170 jobs secured as part of $58.8m investment in NZ’s libraries


“The package – announced by Internal Affairs Minister Tracey Martin at Christchurch’s Tūranga on Friday – will result in at least one “upskilled” librarian in every local authority across the country.

The four-year initiative will also fund free internet access in all public libraries and provide specialist library services for schools and young people.

There are more than 600 libraries across New Zealand, employing about 2500 people. The funding boost recognised the important role librarians play, Martin said.

“Half of this funding, $30m, will ensure librarian jobs are directly protected,” she said.

“This is targeted funding over two years to keep librarians in jobs and upskill them to provide extra assistance to jobseekers and to people wanting to improve their reading and digital literacy skills.

“Libraries play a vital role as a community hub, and they can be the places where people can get real practical help during the tough economic times.”

Martin, who relied on her local library to learn IT when she was made redundant in the 1990s, said Tūranga was an example of “what libraries are and can be”.

“Libraries have been having to argue their position inside communities for a few years. But they are the hub of communities, they are key places that people need.”

Christchurch has 22 libraries: 19 physical sites, the Finger Tip service, the Outreach programme and the Mobile Library. There are 316 frontline library staff in Christchurch. Many are part-time, so it equates to about 235 full-time positions.

Auckland City Council has 65 libraries, Wellington City Council has 13, and Dunedin has six.

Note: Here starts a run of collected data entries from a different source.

//! ACME provisioner.

use serde::{Deserialize, Serialize};

use super::{finish_options, ProvisionerBase, ProvisionerType};
use crate::claims::Config;
use crate::error::Result;
use crate::extension::ProvisionerExtension;
use crate::sign_options::SignOption;

/// A provisioner for ACME clients. Challenge validation happens before
/// authorization, so signing needs no credential.
#[derive(Debug, Clone, PartialEq, Eq, Serialize, Deserialize)]
pub struct Acme {
    #[serde(flatten)]
    pub(super) base: ProvisionerBase,
}

impl Acme {
    /// Creates an ACME provisioner named `name`.
    #[must_use]
    pub fn new(name: impl Into<String>) -> Self {
        Self::from_base(ProvisionerBase::new(ProvisionerType::Acme.as_str(), name))
    }

    /// Creates an ACME provisioner from shared fields.
    #[must_use]
    pub const fn from_base(base: ProvisionerBase) -> Self {
        Self { base }
    }

    fn id(&self) -> String {
        ProvisionerType::Acme.id_for(&self.base.name)
    }

    pub(super) fn init(&mut self, config: &Config) -> Result<()> {
        self.base.check_identity()?;
        self.base.bind(config)
    }

    pub(super) fn authorize_sign(&self) -> Result<Vec<SignOption>> {
        let claimer = self.base.claimer(&self.id())?;
        Ok(finish_options(
            Vec::new(),
            SignOption::DefaultDuration(claimer.default_tls_cert_duration()),
            ProvisionerExtension::new(ProvisionerType::Acme, &self.base.name, ""),
            claimer,
        ))
    }

    pub(super) fn authorize_revoke(&self) -> Result<()> {
        self.base.claimer(&self.id())?;
        Ok(())
    }
}

#[cfg(test)]
mod tests {
    use super::*;
    use crate::claims::Claims;
    use crate::duration::Duration;
    use crate::error::Error;
    use crate::provisioner::testutil::config;
    use crate::provisioner::Provisioner;
    use crate::request::{AuthorizationRequest, Credential};
    use crate::sign_options::{CertificateValidator, ValidityValidator};

    fn provisioner() -> Provisioner {
        let mut p = Provisioner::Acme(Acme::new("test@acme-provisioner.com"));
        p.init(&config()).unwrap();
        p
    }

    #[test]
    fn init_checks_type_then_name() {
        let mut p = Acme::from_base(ProvisionerBase::new("", ""));
        assert!(matches!(p.init(&config()), Err(Error::EmptyType)));

        let mut p = Acme::from_base(ProvisionerBase::new("ACME", ""));
        assert!(matches!(p.init(&config()), Err(Error::EmptyName)));
    }

    #[test]
    fn init_rejects_zero_default_duration() {
        let claims = Claims {
            default_tls_cert_duration: Some(Duration::ZERO),
            ..Claims::default()
        };
        let mut p = Acme::from_base(ProvisionerBase::new("ACME", "foo").with_claims(claims));
        let err = p.init(&config()).unwrap_err();
        assert_eq!(
            err.to_string(),
            "claims: DefaultTLSCertDuration must be greater than 0"
        );
    }

    #[test]
    fn authorize_sign_returns_four_options_in_order() {
        let p = provisioner();
        let options = p.authorize_sign(&AuthorizationRequest::sign()).unwrap();
        assert_eq!(
            options,
            vec![
                SignOption::DefaultDuration(Duration::from_secs(86_400)),
                SignOption::ProvisionerExtension(ProvisionerExtension::new(
                    ProvisionerType::Acme,
                    "test@acme-provisioner.com",
                    ""
                )),
                SignOption::Certificate(CertificateValidator::Validity(ValidityValidator::new(
                    Duration::from_secs(300),
                    Duration::from_secs(86_400)
                ))),
                SignOption::Certificate(CertificateValidator::DefaultPublicKey),
            ]
        );
    }

    #[test]
    fn authorize_sign_ignores_credential() {
        let p = provisioner();
        let request = AuthorizationRequest::new(
            crate::request::Method::Sign,
            Credential::Token(crate::request::TokenClaims::default()),
        );
        assert_eq!(p.authorize_sign(&request).unwrap().len(), 4);
    }

    #[test]
    fn validity_bounds_follow_claims() {
        let claims = Claims {
            min_tls_cert_duration: Some(Duration::from_mins(1)),
            max_tls_cert_duration: Some(Duration::from_hours(48)),
            ..Claims::default()
        };
        let mut p = Provisioner::Acme(Acme::from_base(
            ProvisionerBase::new("ACME", "foo").with_claims(claims),
        ));
        p.init(&config()).unwrap();
        let options = p.authorize_sign(&AuthorizationRequest::sign()).unwrap();
        assert_eq!(
            options[2],
            SignOption::Certificate(CertificateValidator::Validity(ValidityValidator::new(
                Duration::from_mins(1),
                Duration::from_hours(48)
            )))
        );
    }

    #[test]
    fn revoke_is_allowed() {
        assert!(provisioner().authorize_revoke(&Credential::None).is_ok());
    }
}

National Librarian Bill Macnaught said the sector appreciated the additional funding.

“I want to work with colleagues to make sure that we spend this money wisely and quickly to get it into the hands of libraries up and down the country at this time when libraries are needed most.”

Chris Hay, manager of Tūranga and president elect of Public Libraries of New Zealand, said it was “marvellous” news for the sector and communities in New Zealand.

“This gives us a spark to really make a difference.”

The Government cash will also fund:

– $13.3m over four years for specialist library services for schools and young people.

– $11.5m over two years to help maintain library services by waiving National Library subscription charges to libraries.

– $4m over four years to extend the National Library’s Aotearoa Peoples’ Network Kaharoa, which provides free access to the internet and devices in all public libraries.

The package also includes a 20 per cent increase to the Public Lending Right fund, the money that is paid to New Zealand authors who have books available through public libraries.

The $1.6 million extra over four years is the first increase to the fund since 2008.”